**PROBLEM TO SOLVE:** Only the lines of the data holding the string "Option" need to be returned.

**DATA FOR ANALYSIS:**

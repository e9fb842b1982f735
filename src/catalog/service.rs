//! Catalog service - reconciles the primary and fallback sources
//!
//! Every entity fetch is a two-step pipeline:
//! 1. Ask the primary source and judge the raw answer (`verdict`)
//! 2. Accepted: decode and normalize it. Otherwise: ask the fallback source
//!    and normalize its answer instead
//!
//! A transport failure on the primary is returned as-is; only an answer that
//! arrived but is unusable sends the fetch to the fallback.

use std::path::{Path, PathBuf};

use serde_json::Value;
use tracing::{debug, info, warn};

use super::domain::{
    Autocomplete, Bitrate, CanonicalCollection, CanonicalTrack, CatalogError, CatalogKind,
    CatalogQuery, CollectionKind, Lyrics, Origin, ResolvedDownload, SearchKind, SearchResult,
    SourceResponse, validate_paging,
};
use super::fallback::{self, FallbackClient};
use super::primary::{self, PrimaryClient, PrimaryRequest, dto};
use super::traits::{FallbackApi, PrimaryApi};
use super::verdict;
use crate::naming;
use crate::transport::{DownloadError, Downloader};

/// Albums requested from the fallback source alongside an artist's songs.
pub const FALLBACK_ALBUM_COUNT: u32 = 10;

/// Catalog facade used by the session layer.
pub struct CatalogService<P = PrimaryClient, F = FallbackClient> {
    primary: P,
    fallback: F,
    downloader: Downloader,
}

impl<P: PrimaryApi, F: FallbackApi> CatalogService<P, F> {
    pub fn new(primary: P, fallback: F, downloader: Downloader) -> Self {
        Self {
            primary,
            fallback,
            downloader,
        }
    }

    /// Fetch one song. Falls back to the `ids` lookup when `songs` is empty.
    pub async fn fetch_song(&self, query: &CatalogQuery) -> Result<CanonicalTrack, CatalogError> {
        let id = query.require_id()?;
        let response = self
            .primary
            .send(&PrimaryRequest::Song {
                token: id.to_string(),
            })
            .await?;

        if let Some(track) = accepted_song(response)? {
            return Ok(track);
        }

        info!("Primary has no song {}, trying fallback", id);
        let fallback = self
            .fallback
            .get_song(id, query.source_url.as_deref())
            .await
            .ok_or_else(|| CatalogError::not_found(CatalogKind::Song, id))?;

        fallback::to_tracks(fallback.body)?
            .into_iter()
            .next()
            .ok_or_else(|| CatalogError::not_found(CatalogKind::Song, id))
    }

    /// Fetch one page of an album or playlist.
    pub async fn fetch_collection(
        &self,
        query: &CatalogQuery,
    ) -> Result<CanonicalCollection, CatalogError> {
        let kind = CollectionKind::try_from(query.kind)?;
        query.validate()?;
        let id = query.require_id()?;

        let response = self
            .primary
            .send(&PrimaryRequest::Collection {
                kind,
                token: id.to_string(),
                page: query.page,
                page_size: query.page_size,
            })
            .await?;

        if verdict::collection_verdict(&response.body).is_accept() {
            debug!("Primary {} {} accepted", kind.as_str(), id);
            let decoded: dto::CollectionResponse = primary::decode(response.body)?;
            return Ok(primary::to_collection(
                kind,
                decoded,
                query.page,
                query.page_size,
            ));
        }

        let lookup_id = numeric_id(&response.body, &["id"]).unwrap_or_else(|| id.to_string());
        info!(
            "Primary {} {} unusable, trying fallback with {}",
            kind.as_str(),
            id,
            lookup_id
        );

        let fallback = self
            .fallback
            .get_collection(
                kind,
                &lookup_id,
                query.source_url.as_deref(),
                query.page - 1,
                query.page_size,
            )
            .await
            .ok_or_else(|| CatalogError::not_found(kind.into(), id))?;

        let collection = fallback::to_collection(kind, fallback.body, &lookup_id)?;
        info!(
            "Fallback returned {} '{}' with {} tracks",
            kind.as_str(),
            collection.title,
            collection.tracks.len()
        );
        Ok(collection)
    }

    /// Fetch one page of an artist's songs and albums.
    ///
    /// `name` enables a last-resort song search when both sources fail.
    pub async fn fetch_artist(
        &self,
        query: &CatalogQuery,
        name: Option<&str>,
    ) -> Result<CanonicalCollection, CatalogError> {
        query.validate()?;
        let id = query.require_id()?;

        let response = self
            .primary
            .send(&PrimaryRequest::Artist {
                token: id.to_string(),
                page: query.page,
                page_size: query.page_size,
            })
            .await?;

        if verdict::artist_verdict(&response.body).is_accept() {
            let decoded: dto::ArtistResponse = primary::decode(response.body)?;
            return Ok(primary::to_artist(
                decoded,
                name,
                query.page,
                query.page_size,
            ));
        }

        let lookup_id =
            numeric_id(&response.body, &["artistId", "id"]).unwrap_or_else(|| id.to_string());
        let url = query
            .source_url
            .clone()
            .or_else(|| artist_url(&response.body));
        info!("Primary artist {} has no top songs, trying fallback", id);

        if let Some(fallback) = self
            .fallback
            .get_artist(
                &lookup_id,
                query.page - 1,
                query.page_size,
                FALLBACK_ALBUM_COUNT,
                url.as_deref(),
            )
            .await
        {
            let artist = fallback::to_artist(fallback.body, &lookup_id, name)?;
            info!(
                "Fallback returned {} tracks for artist '{}'",
                artist.tracks.len(),
                artist.title
            );
            return Ok(artist);
        }

        warn!("Fallback failed for artist {}", id);
        match name.filter(|n| !n.trim().is_empty()) {
            Some(name) => self.artist_by_name(id, name, query).await,
            None => Err(CatalogError::not_found(CatalogKind::Artist, id)),
        }
    }

    /// Songs whose subtitle credits `name`, as an artist collection.
    async fn artist_by_name(
        &self,
        id: &str,
        name: &str,
        query: &CatalogQuery,
    ) -> Result<CanonicalCollection, CatalogError> {
        let response = self
            .primary
            .send(&PrimaryRequest::Search {
                query: format!("\"{}\"", name),
                kind: SearchKind::Songs,
                page: query.page,
                page_size: query.page_size,
            })
            .await?;
        let decoded: dto::SearchResponse = primary::decode(response.body)?;

        let needle = name.to_lowercase();
        let tracks: Vec<CanonicalTrack> = decoded
            .results
            .iter()
            .filter(|item| {
                item.subtitle
                    .as_deref()
                    .is_some_and(|s| s.to_lowercase().contains(&needle))
            })
            .map(primary::to_track)
            .collect();

        if tracks.is_empty() {
            return Err(CatalogError::not_found(CatalogKind::Artist, id));
        }
        info!("Found {} songs for artist '{}' by name", tracks.len(), name);

        Ok(CanonicalCollection {
            kind: CatalogKind::Artist,
            id: Some(id.to_string()),
            title: name.to_string(),
            subtitle: None,
            image_url: tracks.iter().find_map(|t| t.image_url.clone()),
            perma_url: None,
            track_count: tracks.len() as u64,
            tracks,
            follower_count: None,
            release_year: None,
            language: None,
            is_verified: None,
            origin: Origin::Primary,
        })
    }

    /// Search one kind. Primary only.
    pub async fn search(
        &self,
        query: &str,
        kind: SearchKind,
        page: u32,
        page_size: u32,
    ) -> Result<SearchResult, CatalogError> {
        validate_paging(page, page_size)?;
        if query.trim().is_empty() {
            return Err(CatalogError::Validation(
                "Search query must not be empty".to_string(),
            ));
        }

        let response = self
            .primary
            .send(&PrimaryRequest::Search {
                query: query.to_string(),
                kind,
                page,
                page_size,
            })
            .await?;
        let decoded: dto::SearchResponse = primary::decode(response.body)?;
        Ok(primary::to_search_result(decoded, page_size))
    }

    /// Top hits across every kind.
    pub async fn autocomplete(&self, query: &str) -> Result<Autocomplete, CatalogError> {
        let response = self
            .primary
            .send(&PrimaryRequest::Autocomplete {
                query: query.to_string(),
            })
            .await?;
        let decoded: dto::AutocompleteResponse = primary::decode(response.body)?;
        Ok(primary::to_autocomplete(decoded))
    }

    pub async fn lyrics(&self, lyrics_id: &str) -> Result<Lyrics, CatalogError> {
        let response = self
            .primary
            .send(&PrimaryRequest::Lyrics {
                lyrics_id: lyrics_id.to_string(),
            })
            .await?;
        let decoded: dto::LyricsResponse = primary::decode(response.body)?;
        primary::to_lyrics(decoded)
            .ok_or_else(|| CatalogError::not_found(CatalogKind::Lyrics, lyrics_id))
    }

    /// Pick the URL to fetch `track` from.
    ///
    /// A direct candidate (fallback tracks) wins; otherwise the primary
    /// source signs the track's encrypted media URL.
    pub async fn resolve_download(
        &self,
        track: &CanonicalTrack,
        bitrate: Bitrate,
    ) -> Result<ResolvedDownload, CatalogError> {
        if let Some(candidate) = track.best_candidate(bitrate) {
            return Ok(ResolvedDownload {
                url: candidate.url.clone(),
                bitrate,
                direct: true,
            });
        }

        let no_url = || CatalogError::from(DownloadError::NoAuthUrl(track.id.clone()));
        let encrypted = track.encrypted_media_url.clone().ok_or_else(no_url)?;

        let response = self
            .primary
            .send(&PrimaryRequest::AuthToken {
                encrypted_media_url: encrypted,
                bitrate,
            })
            .await?;
        let decoded: dto::AuthTokenResponse = primary::decode(response.body)?;
        let url = primary::to_auth_url(decoded).ok_or_else(no_url)?;

        Ok(ResolvedDownload {
            url,
            bitrate,
            direct: false,
        })
    }

    /// Download `track` into `dir` as `<title>_<bitrate>kbps.mp3`.
    pub async fn download_song(
        &self,
        track: &CanonicalTrack,
        bitrate: Bitrate,
        dir: &Path,
    ) -> Result<PathBuf, CatalogError> {
        let resolved = self.resolve_download(track, bitrate).await?;
        debug!(
            "Downloading '{}' from {} link",
            track.title,
            if resolved.direct { "direct" } else { "signed" }
        );

        tokio::fs::create_dir_all(dir)
            .await
            .map_err(|e| DownloadError::Io {
                path: dir.display().to_string(),
                reason: e.to_string(),
            })?;

        let dest = dir.join(naming::track_filename(&track.title, bitrate));
        let bytes = self.downloader.download_to(&resolved.url, &dest).await?;
        info!("Downloaded '{}' ({} bytes)", track.title, bytes);
        Ok(dest)
    }
}

#[cfg(test)]
impl<P, F> CatalogService<P, F> {
    pub fn fallback(&self) -> &F {
        &self.fallback
    }
}

/// First song of an accepted primary song response.
fn accepted_song(response: SourceResponse) -> Result<Option<CanonicalTrack>, CatalogError> {
    if !verdict::song_verdict(&response.body).is_accept() {
        return Ok(None);
    }
    let decoded: dto::SongResponse = primary::decode(response.body)?;
    Ok(decoded.songs.first().map(primary::to_track))
}

/// An all-digit id under any of `keys`.
fn numeric_id(body: &Value, keys: &[&str]) -> Option<String> {
    keys.iter().filter_map(|key| body.get(key)).find_map(|value| match value {
        Value::String(s) if !s.is_empty() && s.chars().all(|c| c.is_ascii_digit()) => {
            Some(s.clone())
        }
        Value::Number(n) if n.is_u64() => Some(n.to_string()),
        _ => None,
    })
}

/// Artist page URL carried by an unusable primary answer, if any.
fn artist_url(body: &Value) -> Option<String> {
    body.get("perma_url")
        .or_else(|| body.get("urls").and_then(|urls| urls.get("songs")))
        .and_then(Value::as_str)
        .filter(|s| !s.is_empty())
        .map(str::to_string)
}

**WRITTEN SOLUTION:**
        name: Option<&str>,
fn accepted_song(response: SourceResponse) -> Result<Option<CanonicalTrack>, CatalogError> {
fn numeric_id(body: &Value, keys: &[&str]) -> Option<String> {
fn artist_url(body: &Value) -> Option<String> {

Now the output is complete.